Their travels take them all over the varied lands of Filgaia, its scattered and struggling human settlements, and through its many ruins and military installations. Whereas other games in the series incorporated something of a fantasy feel to go along with all the technology, the world of Wild Arms 4 is built on war machines, genetic tampering, and the scars of fresh destruction. It's a solemn place that's obviously on the brink of total collapse, and as you journey through the world you'll strongly get the impression that this is a planet that needs saving. And since the democratically elected leaders are only pushing humanity deeper into a hole in their efforts to acquire an ultimate weapon, it's up to you to set things right. It's a fairly standard storyline that still manages to be compelling, thanks to a setting that lets you really empathize with the poor masses who are eking out a living.
The world itself isn't all ruins and dust, either. There's a nice variety of places to visit, from lava caves to snowy mountain slopes, abandoned medical facilities and underwater tunnels, a city with its fabled cathedral turned into a monster arena, a military prison, a space-time distortion, and more. There's good detail in most areas, though sometimes the fixed camera doesn't let you see as much as you'd like. The characters themselves are bright and well designed, with a strong anime aesthetic. Battle animations have their most impressive showing in Yulie's monster summons, though there are a number of really good-looking attacks, as well.
The battle system makes you think as you fight--and when you're dealing with multiple random encounters, that's always a good thing.
The hex-based battle system is new to the series, with seven hexes on the battlefield occupied either by party members or enemies. Each hex can hold one or multiple enemies, depending on their size, and a single hex can hold either one or up to all four of your party members, as well. The system adds some strategy to fights, and it starts with simple positioning. Each battle begins with friends and foes randomly scattered across the hexes, and you can only melee monsters in the hex closest to you. Depending which hex a character stands in, you can flank your enemies, or be flanked in turn, so you'll need to be careful not to expose your characters to multiple assailants at once.
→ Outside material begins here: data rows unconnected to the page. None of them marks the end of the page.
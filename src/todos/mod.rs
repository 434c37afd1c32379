//! Todo/approval subsystem: who must act on a waiting stage, and what
//! happens when they do.

use thiserror::Error;
use tracing::{info, warn};
use uuid::Uuid;

use crate::external::{DbaDirectory, Notifier};
use crate::manager;
use crate::models::{
    Flow, FlowStatus, Ticket, Todo, TodoAction, TodoHistory, TodoStatus, TodoType,
};
use crate::services::Services;
use crate::stages::{FlowStage, StageError, TicketStage};
use crate::store::{StoreError, TicketStore};

#[derive(Debug, Error)]
pub enum TodoError {
    #[error(transparent)]
    Store(#[from] StoreError),
    #[error("{actor} may not act on todo {todo_id}")]
    NotAllowed { actor: String, todo_id: Uuid },
    #[error("stage retry failed: {0}")]
    RetryFailed(String),
    #[error("ticket advance failed: {0}")]
    Advance(String),
}

/// Deduplicate, keeping first occurrence order.
fn dedup_preserving(names: impl IntoIterator<Item = String>) -> Vec<String> {
    let mut seen = Vec::new();
    for name in names {
        if !seen.contains(&name) {
            seen.push(name);
        }
    }
    seen
}

pub struct TodoManager {
    services: Services,
}

impl TodoManager {
    pub fn new(services: Services) -> Self {
        Self { services }
    }

    /// Applicable users for a todo of `todo_type` on `ticket`:
    /// (operators, helpers) from the per-type table, deduplicated but
    /// before base-operator union and operator-priority subtraction.
    pub async fn resolve_actors(
        &self,
        ticket: &Ticket,
        todo_type: TodoType,
    ) -> (Vec<String>, Vec<String>) {
        let (operators, helpers) = match todo_type {
            TodoType::Itsm => {
                let approvers = self.services.dba.approvers(ticket.biz_id).await;
                let mut approvers = approvers.into_iter();
                let operators: Vec<String> = approvers.next().into_iter().collect();
                (operators, approvers.collect())
            }
            TodoType::Approve => {
                let dbas = self
                    .services
                    .dba
                    .dba_group(ticket.biz_id, &ticket.group)
                    .await;
                (vec![ticket.creator.clone()], dbas.assistance)
            }
            TodoType::InnerApprove | TodoType::ResourceReplenish | TodoType::InnerFailed => {
                let dbas = self
                    .services
                    .dba
                    .dba_group(ticket.biz_id, &ticket.group)
                    .await;
                let operators: Vec<String> = std::iter::once(ticket.creator.clone())
                    .chain(dbas.primary)
                    .collect();
                let helpers: Vec<String> = dbas
                    .assistance
                    .into_iter()
                    .chain(dbas.secondary)
                    .chain(dbas.others)
                    .collect();
                (operators, helpers)
            }
        };
        (dedup_preserving(operators), dedup_preserving(helpers))
    }

    /// Create the todo for a waiting stage, unless one of the same type
    /// is already open on the flow. Notifies the operators.
    pub async fn create(
        &self,
        ticket: &Ticket,
        flow: &Flow,
        todo_type: TodoType,
        base_operators: &[String],
    ) -> Result<Option<Todo>, TodoError> {
        let existing = self.services.store.flow_todos(flow.id).await?;
        if existing
            .iter()
            .any(|t| t.todo_type == todo_type && !t.status.is_done())
        {
            return Ok(None);
        }

        let (table_operators, table_helpers) = self.resolve_actors(ticket, todo_type).await;
        let operators = dedup_preserving(
            base_operators
                .iter()
                .cloned()
                .chain(table_operators),
        );
        let helpers: Vec<String> = dedup_preserving(table_helpers)
            .into_iter()
            .filter(|h| !operators.contains(h))
            .collect();

        let name = match todo_type {
            TodoType::Itsm => "external approval pending",
            TodoType::Approve => "manual confirmation pending",
            TodoType::InnerApprove => "in-flow approval pending",
            TodoType::ResourceReplenish => "resource replenishment needed",
            TodoType::InnerFailed => "task failed, retry or terminate",
        };
        let context = serde_json::json!({
            "ticket_id": ticket.id,
            "flow_id": flow.id,
        });

        let todo = Todo::new(
            ticket.id,
            flow.id,
            todo_type,
            name,
            operators,
            helpers,
            context,
        );
        self.services.store.insert_todo(todo.clone()).await?;
        info!(
            todo_id = %todo.id,
            ticket_id = %ticket.id,
            todo_type = ?todo_type,
            operators = ?todo.operators,
            "todo created"
        );

        let notifier = self.services.notifier.clone();
        let notified = todo.clone();
        tokio::spawn(async move {
            if let Err(err) = notifier.notify_todo(&notified).await {
                warn!(todo_id = %notified.id, error = %err, "todo notification failed");
            }
        });

        Ok(Some(todo))
    }

    /// Resolve a todo on behalf of `actor` and apply the flow side
    /// effects of the decision. Idempotent for already-done todos.
    pub async fn complete(
        &self,
        todo_id: Uuid,
        actor: &str,
        action: TodoAction,
    ) -> Result<Todo, TodoError> {
        let mut todo = self.services.store.todo(todo_id).await?;
        if todo.status.is_done() {
            return Ok(todo);
        }
        if !todo.operators.iter().any(|o| o == actor) {
            return Err(TodoError::NotAllowed {
                actor: actor.to_string(),
                todo_id,
            });
        }

        todo.status = match action {
            TodoAction::Approve => TodoStatus::DoneSuccess,
            TodoAction::Terminate => TodoStatus::DoneFailed,
        };
        todo.done_by = Some(actor.to_string());
        todo.done_at = Some(chrono::Utc::now());
        self.services.store.update_todo(todo.clone()).await?;
        self.services
            .store
            .append_todo_history(TodoHistory::new(todo.id, actor, action))
            .await?;
        info!(todo_id = %todo.id, actor, action = ?action, "todo resolved");

        self.apply_flow_effects(&todo, actor, action).await?;

        // The resolution may have unblocked the ticket
        let ticket_id = todo.ticket_id;
        let flow_manager = manager::TicketFlowManager::new(self.services.clone());
        flow_manager
            .update_ticket_status(ticket_id)
            .await
            .map_err(|e| TodoError::Advance(e.to_string()))?;
        flow_manager
            .run_next_flow(ticket_id)
            .await
            .map_err(|e| TodoError::Advance(e.to_string()))?;

        Ok(todo)
    }

    async fn apply_flow_effects(
        &self,
        todo: &Todo,
        actor: &str,
        action: TodoAction,
    ) -> Result<(), TodoError> {
        let ticket = self.services.store.ticket(todo.ticket_id).await?;
        let flow = self.services.store.flow(todo.flow_id).await?;

        match (todo.todo_type, action) {
            (TodoType::Approve, TodoAction::Approve) => {
                self.transition(&ticket, &flow, FlowStatus::Succeeded).await
            }
            (TodoType::Approve, TodoAction::Terminate) => {
                self.transition(&ticket, &flow, FlowStatus::Terminated).await
            }
            (TodoType::InnerFailed, TodoAction::Approve) => self.retry_inner(&ticket, flow).await,
            (TodoType::InnerFailed, TodoAction::Terminate) => {
                self.transition(&ticket, &flow, FlowStatus::Terminated).await
            }
            (TodoType::ResourceReplenish, TodoAction::Approve) => {
                self.retry_allocation(&ticket, &flow).await
            }
            (TodoType::ResourceReplenish, TodoAction::Terminate) => {
                self.transition(&ticket, &flow, FlowStatus::Terminated).await
            }
            (TodoType::Itsm, TodoAction::Terminate) => {
                // Withdraw outward, then close the flow
                let stage = TicketStage::for_flow(flow.flow_type, &self.services);
                stage
                    .revoke(&ticket, &flow, actor)
                    .await
                    .map_err(|e| TodoError::RetryFailed(e.to_string()))?;
                self.transition(&ticket, &flow, FlowStatus::Terminated).await
            }
            // The external system settles these on its own
            (TodoType::Itsm, TodoAction::Approve) => Ok(()),
            (TodoType::InnerApprove, _) => Ok(()),
        }
    }

    async fn transition(
        &self,
        ticket: &Ticket,
        flow: &Flow,
        target: FlowStatus,
    ) -> Result<(), TodoError> {
        manager::transition_flow(&self.services, ticket, flow, target, None)
            .await
            .map_err(|e| TodoError::Advance(e.to_string()))
    }

    /// Retry a failed task graph: reopen the flow, then kick off again.
    async fn retry_inner(&self, ticket: &Ticket, flow: Flow) -> Result<(), TodoError> {
        debug_assert!(flow.flow_type.is_inner());
        self.transition(ticket, &flow, FlowStatus::Running).await?;
        let reopened = self.services.store.flow(flow.id).await?;

        let stage = TicketStage::for_flow(reopened.flow_type, &self.services);
        match stage.run(ticket, &reopened).await {
            Ok(Some(correlation)) => {
                self.services
                    .store
                    .set_flow_correlation(reopened.id, correlation)
                    .await?;
                Ok(())
            }
            Ok(None) => Ok(()),
            Err(err) => {
                // Kickoff refused: drop the flow back to failed
                let msg = err.to_string();
                self.transition(ticket, &reopened, FlowStatus::Failed)
                    .await?;
                Err(TodoError::RetryFailed(msg))
            }
        }
    }

    /// Re-run allocation for a flow waiting on replenishment.
    async fn retry_allocation(&self, ticket: &Ticket, flow: &Flow) -> Result<(), TodoError> {
        let stage = TicketStage::for_flow(flow.flow_type, &self.services);
        stage
            .run(ticket, flow)
            .await
            .map_err(|e: StageError| TodoError::RetryFailed(e.to_string()))?;
        Ok(())
    }

    /// Close every open todo on a flow with one outcome.
    pub async fn finish_flow_todos(
        &self,
        flow_id: Uuid,
        success: bool,
        actor: &str,
        message: &str,
    ) -> Result<(), TodoError> {
        let todos = self.services.store.flow_todos(flow_id).await?;
        for mut todo in todos.into_iter().filter(|t| !t.status.is_done()) {
            todo.status = if success {
                TodoStatus::DoneSuccess
            } else {
                TodoStatus::DoneFailed
            };
            todo.done_by = Some(actor.to_string());
            todo.done_at = Some(chrono::Utc::now());
            self.services.store.update_todo(todo.clone()).await?;
            let action = if success {
                TodoAction::Approve
            } else {
                TodoAction::Terminate
            };
            self.services
                .store
                .append_todo_history(TodoHistory::new(todo.id, actor, action))
                .await?;
            info!(todo_id = %todo.id, actor, success, message, "todo settled by stage");
        }
        Ok(())
    }

    /// Close every open todo on a ticket as failed (revocation path).
    pub async fn finish_ticket_todos(&self, ticket_id: Uuid, actor: &str) -> Result<(), TodoError> {
        let todos = self.services.store.ticket_todos(ticket_id).await?;
        for todo in todos.into_iter().filter(|t| !t.status.is_done()) {
            self.finish_flow_todos(todo.flow_id, false, actor, "ticket revoked")
                .await?;
        }
        Ok(())
    }

    /// The actionable surface for one user: open todos where their
    /// handle appears as operator or helper.
    pub async fn pending_for_user(&self, user: &str) -> Result<Vec<Todo>, TodoError> {
        let todos = self.services.store.pending_todos().await?;
        Ok(todos
            .into_iter()
            .filter(|t| {
                t.operators.iter().any(|o| o == user) || t.helpers.iter().any(|h| h == user)
            })
            .collect())
    }
}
The other part of the strategy is introduced via the ley points: three hexes on the outer rim of the battle zone that are imbued with three of four random elemental properties--fire, water, earth, and wind. For example, you can stand in a fire hex and have fire attacks halved, or you can use Arnaud's blast magic in a water hex to drench monsters. Where exactly you stand easily ends up being as important as what skills you choose to use.